## [DESCRIPTION OF THE TASK]
Write out each line from the data below that includes the word "PartialEq".

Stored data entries

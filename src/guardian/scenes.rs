// Scene lifecycle registry
//
// Scenes register a disposer at creation time; disposal runs it exactly
// once inside a guarded call. Disposal errors are logged and counted,
// never propagated, and never block sibling disposals in the same pass.
// Disposing an unregistered id is a no-op.

use std::collections::HashMap;

use tracing::{debug, error};

use crate::error::{ErrorCode, GovernanceError};

type DisposeFn = Box<dyn FnOnce() -> Result<(), String> + Send>;

struct SceneRecord {
    created_at_ms: u64,
    last_accessed_ms: u64,
}

pub struct SceneRegistry {
    scenes: HashMap<String, SceneRecord>,
    disposers: HashMap<String, DisposeFn>,
    dispose_failures: u64,
}

impl SceneRegistry {
    pub fn new() -> Self {
        Self {
            scenes: HashMap::new(),
            disposers: HashMap::new(),
            dispose_failures: 0,
        }
    }

    /// Register a scene and its disposer. Re-registering an id disposes
    /// the previous incarnation first so its resources are not leaked.
    pub fn register_scene<F>(&mut self, id: &str, dispose: F, now_ms: u64)
    where
        F: FnOnce() -> Result<(), String> + Send + 'static,
    {
        if self.scenes.contains_key(id) {
            debug!(id, "scene re-registered; disposing previous incarnation");
            self.dispose_scene(id);
        }
        self.scenes.insert(
            id.to_string(),
            SceneRecord {
                created_at_ms: now_ms,
                last_accessed_ms: now_ms,
            },
        );
        self.disposers.insert(id.to_string(), Box::new(dispose));
    }

    /// Mark a scene as recently used.
    pub fn touch(&mut self, id: &str, now_ms: u64) {
        if let Some(record) = self.scenes.get_mut(id) {
            record.last_accessed_ms = now_ms;
        }
    }

    /// Invoke the disposer exactly once and drop all bookkeeping.
    /// Unknown ids return false without error.
    pub fn dispose_scene(&mut self, id: &str) -> bool {
        let disposer = match self.disposers.remove(id) {
            Some(d) => d,
            None => return false,
        };
        self.scenes.remove(id);

        if let Err(reason) = disposer() {
            self.dispose_failures += 1;
            let err = GovernanceError::RemediationFailed {
                target: id.to_string(),
                reason,
            };
            error!(code = err.code(), "{}", err.message());
        } else {
            debug!(id, "scene disposed");
        }
        true
    }

    /// Dispose every registered scene; failures do not stop the pass.
    pub fn dispose_all(&mut self) -> usize {
        let ids: Vec<String> = self.disposers.keys().cloned().collect();
        let mut disposed = 0;
        for id in ids {
            if self.dispose_scene(&id) {
                disposed += 1;
            }
        }
        disposed
    }

    pub fn len(&self) -> usize {
        self.scenes.len()
    }

    pub fn is_empty(&self) -> bool {
        self.scenes.is_empty()
    }

    pub fn dispose_failures(&self) -> u64 {
        self.dispose_failures
    }

    pub fn idle_ms(&self, id: &str, now_ms: u64) -> Option<u64> {
        self.scenes
            .get(id)
            .map(|r| now_ms.saturating_sub(r.last_accessed_ms))
    }

    pub fn age_ms(&self, id: &str, now_ms: u64) -> Option<u64> {
        self.scenes
            .get(id)
            .map(|r| now_ms.saturating_sub(r.created_at_ms))
    }
}

impl Default for SceneRegistry {
    fn default() -> Self {
        Self::new()
    }
}

#[cfg(test)]
mod tests {
    use super::*;
    use std::sync::atomic::{AtomicUsize, Ordering};
    use std::sync::Arc;

    #[test]
    fn test_dispose_runs_exactly_once() {
        let mut registry = SceneRegistry::new();
        let calls = Arc::new(AtomicUsize::new(0));
        let calls_clone = Arc::clone(&calls);
        registry.register_scene(
            "intro",
            move || {
                calls_clone.fetch_add(1, Ordering::SeqCst);
                Ok(())
            },
            0,
        );

        assert!(registry.dispose_scene("intro"));
        assert!(!registry.dispose_scene("intro"), "second call is a no-op");
        assert_eq!(calls.load(Ordering::SeqCst), 1);
        assert!(registry.is_empty());
    }

    #[test]
    fn test_unknown_id_is_noop() {
        let mut registry = SceneRegistry::new();
        assert!(!registry.dispose_scene("never-registered"));
    }

    #[test]
    fn test_failing_disposer_is_contained() {
        let mut registry = SceneRegistry::new();
        registry.register_scene("bad", || Err("gpu handle already gone".to_string()), 0);
        registry.register_scene("good", || Ok(()), 0);

        let disposed = registry.dispose_all();
        assert_eq!(disposed, 2, "failure must not block the sibling disposal");
        assert_eq!(registry.dispose_failures(), 1);
        assert!(registry.is_empty());
    }

    #[test]
    fn test_reregister_disposes_previous() {
        let mut registry = SceneRegistry::new();
        let first_disposed = Arc::new(AtomicUsize::new(0));
        let clone = Arc::clone(&first_disposed);
        registry.register_scene(
            "main",
            move || {
                clone.fetch_add(1, Ordering::SeqCst);
                Ok(())
            },
            0,
        );
        registry.register_scene("main", || Ok(()), 100);

        assert_eq!(first_disposed.load(Ordering::SeqCst), 1);
        assert_eq!(registry.len(), 1);
        assert_eq!(registry.age_ms("main", 150), Some(50));
    }

    #[test]
    fn test_touch_tracks_access() {
        let mut registry = SceneRegistry::new();
        registry.register_scene("hud", || Ok(()), 0);
        registry.touch("hud", 5_000);
        assert_eq!(registry.idle_ms("hud", 6_000), Some(1_000));
        registry.touch("missing", 5_000); // no-op
    }
}
//! Mailbox model types.

use serde::{Deserialize, Serialize};

/// A mailbox with at most one level of nested children.
#[derive(Debug, Clone, PartialEq, Eq, Serialize, Deserialize)]
#[serde(rename_all = "camelCase")]
pub struct Mailbox {
    /// Mailbox name.
    pub name: String,
    /// `account/name`, or `account/parent/name` for a child.
    pub full_name: String,
    /// Owning account name.
    pub account: String,
    /// Unread messages.
    pub unread_count: u32,
    /// Total messages.
    pub message_count: u32,
    /// Nested mailboxes, in enumeration order. Always empty on children.
    pub children: Vec<Self>,
}

impl Mailbox {
    /// Synthesizes the full name of a top-level mailbox.
    #[must_use]
    pub fn top_level_path(account: &str, name: &str) -> String {
        format!("{account}/{name}")
    }

    /// Synthesizes the full name of a nested mailbox.
    #[must_use]
    pub fn child_path(account: &str, parent: &str, name: &str) -> String {
        format!("{account}/{parent}/{name}")
    }
}
//! Command surface.
//!
//! Every subcommand maps to one service operation, and every result is
//! rendered as exactly one JSON envelope.

use std::path::PathBuf;

use anyhow::{Context, Result};
use clap::{Parser, Subcommand};
use mailbridge_core::{BridgeEnvelope, DEFAULT_PAGE_SIZE, MailService};
use mailbridge_script::ScriptExecutor;
use mailbridge_script::executor::{DEFAULT_TIMEOUT, EXECUTABLE_ENV};
use serde::Serialize;

/// Read-only JSON bridge to Apple Mail.
#[derive(Debug, Parser)]
#[command(name = "mailbridge", version)]
#[command(about = "Read-only JSON bridge to Apple Mail", long_about = None)]
pub struct Cli {
    /// Seconds to wait for each script before giving up (at least 1).
    #[arg(
        long,
        global = true,
        default_value_t = DEFAULT_TIMEOUT.as_secs(),
        value_parser = clap::value_parser!(u64).range(1..)
    )]
    pub timeout: u64,

    /// Pretty-print the JSON envelope.
    #[arg(long, global = true)]
    pub pretty: bool,

    /// osascript executable to run scripts with.
    #[arg(long, global = true, env = EXECUTABLE_ENV)]
    pub osascript: Option<PathBuf>,

    #[command(subcommand)]
    pub command: Command,
}

/// Bridge operations.
#[derive(Debug, Clone, PartialEq, Eq, Subcommand)]
pub enum Command {
    /// Check that Mail can be automated
    Diagnostics,

    /// List configured accounts
    ListAccounts,

    /// List mailboxes as a two-level tree
    ListMailboxes {
        #[arg(long)]
        account: Option<String>,
    },

    /// List one page of a mailbox, newest first
    ListMessages {
        #[arg(long)]
        mailbox: String,

        #[arg(long)]
        account: Option<String>,

        #[arg(long, default_value_t = DEFAULT_PAGE_SIZE)]
        limit: u32,

        /// Messages to skip from the newest end
        #[arg(long, default_value_t = 0)]
        offset: u32,
    },

    /// Fetch one message with body and attachments
    GetMessage {
        /// Store-assigned message id
        #[arg(long)]
        id: u64,

        #[arg(long)]
        mailbox: String,

        #[arg(long)]
        account: Option<String>,
    },

    /// List unread messages (each account's INBOX unless a mailbox is given)
    ListUnread {
        #[arg(long)]
        account: Option<String>,

        #[arg(long)]
        mailbox: Option<String>,

        #[arg(long, default_value_t = DEFAULT_PAGE_SIZE)]
        limit: u32,
    },

    /// Find messages whose subject or sender contains the query
    Search {
        #[arg(long)]
        query: String,

        #[arg(long)]
        account: Option<String>,

        #[arg(long)]
        mailbox: Option<String>,

        #[arg(long, default_value_t = DEFAULT_PAGE_SIZE)]
        limit: u32,
    },
}

/// Rendered envelope and whether it reports success.
#[derive(Debug, Clone, PartialEq, Eq)]
pub struct Outcome {
    /// JSON envelope text.
    pub json: String,
    /// True when the envelope's status is `ok`.
    pub ok: bool,
}

fn render<T: Serialize>(envelope: &BridgeEnvelope<T>, pretty: bool) -> Result<Outcome> {
    let json = envelope
        .to_json(pretty)
        .context("Failed to serialize response")?;
    Ok(Outcome {
        json,
        ok: envelope.is_ok(),
    })
}

fn respond<T: Serialize>(result: mailbridge_core::Result<T>, pretty: bool) -> Result<Outcome> {
    render(&BridgeEnvelope::<T>::from(result), pretty)
}

/// Runs one command against the service.
///
/// # Errors
///
/// Fails only if the envelope cannot be serialized. Operation failures are
/// reported inside the envelope.
pub fn dispatch<E: ScriptExecutor>(
    service: &MailService<E>,
    command: &Command,
    pretty: bool,
) -> Result<Outcome> {
    match command {
        Command::Diagnostics => render(&BridgeEnvelope::ok(service.diagnostics()), pretty),
        Command::ListAccounts => respond(service.list_accounts(), pretty),
        Command::ListMailboxes { account } => {
            respond(service.list_mailboxes(account.as_deref()), pretty)
        }
        Command::ListMessages {
            mailbox,
            account,
            limit,
            offset,
        } => respond(
            service.list_messages(mailbox, account.as_deref(), *limit, *offset),
            pretty,
        ),
        Command::GetMessage {
            id,
            mailbox,
            account,
        } => respond(service.get_message(*id, mailbox, account.as_deref()), pretty),
        Command::ListUnread {
            account,
            mailbox,
            limit,
        } => respond(
            service.list_unread(account.as_deref(), mailbox.as_deref(), *limit),
            pretty,
        ),
        Command::Search {
            query,
            account,
            mailbox,
            limit,
        } => respond(
            service.search(query, account.as_deref(), mailbox.as_deref(), *limit),
            pretty,
        ),
    }
}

## [TASK RESULT]
#[derive(Debug, Clone, PartialEq, Eq, Serialize, Deserialize)]
#[derive(Debug, Clone, PartialEq, Eq, Subcommand)]
#[derive(Debug, Clone, PartialEq, Eq)]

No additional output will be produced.